**Data records**
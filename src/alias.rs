//! Alias resolution
//!
//! Normalizes raw specification keys into (definition name, alias) pairs and
//! produces the three tables the builder works from:
//! - usage: definition name -> aliases that instantiate it
//! - lookup: alias -> definition name (diagnostics only)
//! - dependencies: per-input wiring re-keyed by alias

use indexmap::{IndexMap, IndexSet};
use tracing::{debug, instrument, warn};

use crate::builder::AliasPolicy;
use crate::dependency::{Alias, DependencySpec, InputDependencies};
use crate::error::DefinitionError;

#[derive(Debug, Default)]
pub struct AliasTables {
    /// definition name -> aliases using it
    pub usage: IndexMap<String, IndexSet<Alias>>,
    /// alias -> originating definition name
    pub lookup: IndexMap<Alias, String>,
    /// consumer alias -> input wiring
    pub dependencies: IndexMap<Alias, InputDependencies>,
}

impl AliasTables {
    /// Aliases registered for a definition, if any
    pub fn uses_of(&self, definition: &str) -> Option<&IndexSet<Alias>> {
        self.usage.get(definition)
    }

    pub fn original_name(&self, alias: &str) -> Option<&str> {
        self.lookup.get(alias).map(String::as_str)
    }
}

/// Resolve every raw key of `spec` into alias tables.
///
/// Dependency targets are registered as uses of a definition named like the
/// target alias, so a producer with no inputs of its own still gets an
/// instance. Under [`AliasPolicy::Strict`] two keys resolving to the same
/// alias fail with [`DefinitionError::DuplicateAlias`]; under
/// [`AliasPolicy::LastWins`] the later wiring replaces the earlier one.
#[instrument(skip_all, fields(entries = spec.len()))]
pub fn resolve_aliases(
    spec: &DependencySpec,
    policy: AliasPolicy,
) -> Result<AliasTables, DefinitionError> {
    let mut tables = AliasTables::default();

    for entry in spec.entries() {
        let name = entry.key.name();
        let alias = Alias::new(entry.key.alias());

        if let Some(previous) = tables.lookup.get(&alias) {
            match policy {
                AliasPolicy::Strict => {
                    return Err(DefinitionError::DuplicateAlias {
                        alias: alias.to_string(),
                        first: previous.clone(),
                        second: name.to_string(),
                    });
                }
                AliasPolicy::LastWins => {
                    warn!(
                        alias = %alias,
                        previous = %previous,
                        replacement = %entry.key,
                        "dependency entry replaces an earlier one"
                    );
                }
            }
        }

        tables
            .usage
            .entry(name.to_string())
            .or_default()
            .insert(alias.clone());
        tables.lookup.insert(alias.clone(), name.to_string());
        tables.dependencies.insert(alias, entry.inputs.clone());

        for target in entry.inputs.values() {
            tables
                .usage
                .entry(target.task.to_string())
                .or_default()
                .insert(target.task.clone());
        }
    }

    debug!(
        aliases = tables.lookup.len(),
        definitions = tables.usage.len(),
        "resolved aliases"
    );

    Ok(tables)
}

**Problem**
Reproduce each of the records word for word.

**Solution to this task**
filename src/alias.rs
//! Alias resolution
//!
//! Normalizes raw specification keys into (definition name, alias) pairs and
//! produces the three tables the builder works from:
//! - usage: definition name -> aliases that instantiate it
//! - lookup: alias -> definition name (diagnostics only)
//! - dependencies: per-input wiring re-keyed by alias

use indexmap::{IndexMap, IndexSet};
use tracing::{debug, instrument, warn};

use crate::builder::AliasPolicy;
use crate::dependency::{Alias, DependencySpec, InputDependencies};
use crate::error::DefinitionError;

#[derive(Debug, Default)]
pub struct AliasTables {
    /// definition name -> aliases using it
    pub usage: IndexMap<String, IndexSet<Alias>>,
    /// alias -> originating definition name
    pub lookup: IndexMap<Alias, String>,
    /// consumer alias -> input wiring
    pub dependencies: IndexMap<Alias, InputDependencies>,
}

impl AliasTables {
    /// Aliases registered for a definition, if any
    pub fn uses_of(&self, definition: &str) -> Option<&IndexSet<Alias>> {
        self.usage.get(definition)
    }

    pub fn original_name(&self, alias: &str) -> Option<&str> {
        self.lookup.get(alias).map(String::as_str)
    }
}

/// Resolve every raw key of `spec` into alias tables.
///
/// Dependency targets are registered as uses of a definition named like the
/// target alias, so a producer with no inputs of its own still gets an
/// instance. Under [`AliasPolicy::Strict`] two keys resolving to the same
/// alias fail with [`DefinitionError::DuplicateAlias`]; under
/// [`AliasPolicy::LastWins`] the later wiring replaces the earlier one.
#[instrument(skip_all, fields(entries = spec.len()))]
pub fn resolve_aliases(
    spec: &DependencySpec,
    policy: AliasPolicy,
) -> Result<AliasTables, DefinitionError> {
    let mut tables = AliasTables::default();

    for entry in spec.entries() {
        let name = entry.key.name();
        let alias = Alias::new(entry.key.alias());

        if let Some(previous) = tables.lookup.get(&alias) {
            match policy {
                AliasPolicy::Strict => {
                    return Err(DefinitionError::DuplicateAlias {
                        alias: alias.to_string(),
                        first: previous.clone(),
                        second: name.to_string(),
                    });
                }
                AliasPolicy::LastWins => {
                    warn!(
                        alias = %alias,
                        previous = %previous,
                        replacement = %entry.key,
                        "dependency entry replaces an earlier one"
                    );
                }
            }
        }

        tables
            .usage
            .entry(name.to_string())
            .or_default()
            .insert(alias.clone());
        tables.lookup.insert(alias.clone(), name.to_string());
        tables.dependencies.insert(alias, entry.inputs.clone());

        for target in entry.inputs.values() {
            tables
                .usage
                .entry(target.task.to_string())
                .or_default()
                .insert(target.task.clone());
        }
    }

    debug!(
        aliases = tables.lookup.len(),
        definitions = tables.usage.len(),
        "resolved aliases"
    );

    Ok(tables)
}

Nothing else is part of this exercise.